The defendant, identified in the Justice Department release as the sole individual charged in the case, pleaded guilty to possession with intent to distribute cocaine and being a felon in possession of a firearm. The U.S. Attorney’s Office for the District of Montana prosecuted the case in federal district court there.
The sentence includes a five-year term of supervised release that begins after completion of the prison term. The court also ordered forfeiture of property tied to the offenses. The charges stemmed from an investigation that recovered both cocaine and multiple firearms from the defendant’s control.
The conviction carries collateral consequences that alter the defendant’s legal status permanently. As a convicted felon on federal drug and firearms counts, he loses the right to possess firearms for life, faces restrictions on federal benefits, and must comply with all supervised-release conditions that include drug testing, employment requirements, and geographic limits.
The Bureau of Prisons will now calculate his exact release date, which falls in 2044 barring any good-time adjustments.
Downstream, the U.S. Probation Office for the District of Montana must prepare a supervision plan that begins the day the defendant leaves prison. The forfeiture order requires transfer of seized assets to the Justice Department’s Asset Forfeiture Fund within established administrative timelines.
Federal sentencing guidelines applied in the case also require the U.S. Attorney’s Office to report the disposition to the national criminal records system, updating the defendant’s criminal history for any future prosecutions or background checks.

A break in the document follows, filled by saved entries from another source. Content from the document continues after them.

// SPDX-License-Identifier: GPL-3.0-only

//! Pixel format mapping between libcamera DRM fourcc and internal PixelFormat types.

use crate::backends::camera::types::{PixelFormat, StreamRole};
use drm_fourcc::DrmFourcc;
use libcamera::pixel_format::PixelFormat as LcPixelFormat;
use tracing::debug;

/// Map a libcamera pixel format to the layouts the decoder understands
///
/// DRM fourcc names describe MSB-to-LSB bit order in a 32-bit word.
/// On little-endian (ARM, x86), the memory byte order is reversed:
///   DRM BGR888 → memory R,G,B → PixelFormat::RGB888
///   DRM RGB888 → memory B,G,R → PixelFormat::BGR888
pub(crate) fn from_libcamera(pf: LcPixelFormat) -> Option<PixelFormat> {
    if pf.fourcc() == libcamera::formats::MJPEG.fourcc() {
        return Some(PixelFormat::MJPEG);
    }
    match DrmFourcc::try_from(pf.fourcc()) {
        Ok(DrmFourcc::Yuv420) => Some(PixelFormat::I420),
        Ok(DrmFourcc::Nv12) => Some(PixelFormat::NV12),
        Ok(DrmFourcc::Nv21) => Some(PixelFormat::NV21),
        Ok(DrmFourcc::Yuyv) => Some(PixelFormat::YUYV),
        Ok(DrmFourcc::Bgr888) => Some(PixelFormat::RGB888),
        Ok(DrmFourcc::Rgb888) => Some(PixelFormat::BGR888),
        _ => {
            debug!(
                fourcc = format!("0x{:08x}", pf.fourcc()),
                "Pixel format not supported by the decoder"
            );
            None
        }
    }
}

/// libcamera pixel format for one of our layouts
pub(crate) fn to_libcamera(format: PixelFormat) -> LcPixelFormat {
    let drm = match format {
        PixelFormat::I420 => DrmFourcc::Yuv420,
        PixelFormat::NV12 => DrmFourcc::Nv12,
        PixelFormat::NV21 => DrmFourcc::Nv21,
        PixelFormat::YUYV => DrmFourcc::Yuyv,
        PixelFormat::RGB888 => DrmFourcc::Bgr888,
        PixelFormat::BGR888 => DrmFourcc::Rgb888,
        PixelFormat::MJPEG => return libcamera::formats::MJPEG,
    };
    LcPixelFormat::new(drm as u32, 0)
}

/// Human-readable name for logs
pub(crate) fn format_name(pf: LcPixelFormat) -> String {
    if let Some(info) = pf.info() {
        return info.name.clone();
    }
    if let Ok(drm) = DrmFourcc::try_from(pf.fourcc()) {
        return format!("{:?}", drm);
    }
    let bytes = pf.fourcc().to_le_bytes();
    if bytes.iter().all(|b| b.is_ascii_graphic()) {
        return bytes.iter().map(|&b| b as char).collect();
    }
    format!("0x{:08x}", pf.fourcc())
}

pub(crate) fn stream_role(role: StreamRole) -> libcamera::stream::StreamRole {
    match role {
        StreamRole::StillCapture => libcamera::stream::StreamRole::StillCapture,
        StreamRole::ViewFinder => libcamera::stream::StreamRole::ViewFinder,
        StreamRole::VideoRecording => libcamera::stream::StreamRole::VideoRecording,
        StreamRole::Raw => libcamera::stream::StreamRole::Raw,
    }
}

#[cfg(test)]
mod tests {
    use super::*;

    #[test]
    fn test_every_layout_maps_back() {
        for format in PixelFormat::ALL {
            assert_eq!(from_libcamera(to_libcamera(format)), Some(format));
        }
    }

    #[test]
    fn test_packed_rgb_uses_memory_order() {
        assert_eq!(
            to_libcamera(PixelFormat::RGB888).fourcc(),
            DrmFourcc::Bgr888 as u32
        );
    }
}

This sentencing concludes a prosecution opened after investigators linked the defendant to cocaine sales and recovered firearms in his possession. The Department of Justice has pursued similar felon-in-possession and drug trafficking cases in the District of Montana throughout the past decade, often combining them to trigger enhanced penalties under federal statutes that impose longer mandatory minimums when firearms are present during drug crimes.
The case was handled exclusively through the U.S. Attorney’s Office for the District of Montana and the Department of Justice.